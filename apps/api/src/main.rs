mod config;
mod content;
mod db;
mod errors;
mod masonry;
mod models;
mod routes;
mod state;

use anyhow::Result;
use std::net::SocketAddr;
use tower_http::{cors::CorsLayer, trace::TraceLayer};
use tracing::info;
use tracing_subscriber::{layer::SubscriberExt, util::SubscriberInitExt, EnvFilter};

use std::sync::Arc;

use crate::config::Config;
use crate::content::sections::default_sections;
use crate::content::store::PgContentStore;
use crate::db::create_pool;
use crate::masonry::{CachedProbe, HttpDimensionProbe};
use crate::routes::build_router;
use crate::state::AppState;

#[tokio::main]
async fn main() -> Result<()> {
    // Load configuration first (fails on missing required env vars)
    let config = Config::from_env()?;

    // Initialize structured logging
    tracing_subscriber::registry()
        .with(EnvFilter::try_from_default_env().unwrap_or_else(|_| {
            EnvFilter::new(format!("{}={}", env!("CARGO_PKG_NAME"), &config.rust_log))
        }))
        .with(tracing_subscriber::fmt::layer())
        .init();

    info!("Starting Folio API v{}", env!("CARGO_PKG_VERSION"));

    // Initialize the table store
    let db = create_pool(&config.database_url).await?;
    let store = Arc::new(PgContentStore::new(db));

    // Initialize image probing (cached for the lifetime of the process)
    let probe = Arc::new(CachedProbe::new(HttpDimensionProbe::new(
        config.image_probe_timeout,
    )?));
    info!(
        "Masonry config: min column {}px, gap {}px",
        config.masonry.min_column_width, config.masonry.gap
    );

    // Build app state
    let state = AppState {
        store,
        probe,
        masonry: config.masonry.clone(),
        sections: Arc::new(default_sections()),
    };

    // Build router
    let app = build_router(state)
        .layer(TraceLayer::new_for_http())
        .layer(CorsLayer::permissive()); // TODO: restrict CORS to the site origin once it has a fixed domain

    let addr: SocketAddr = format!("0.0.0.0:{}", config.port).parse()?;
    info!("Listening on {addr}");

    let listener = tokio::net::TcpListener::bind(addr).await?;
    axum::serve(listener, app).await?;

    Ok(())
}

▸ **Work task**
Where the string "CachedProbe" appears in a line of the entries, that line counts; state the total number of such lines and nothing else.

▸ **Expected output**
2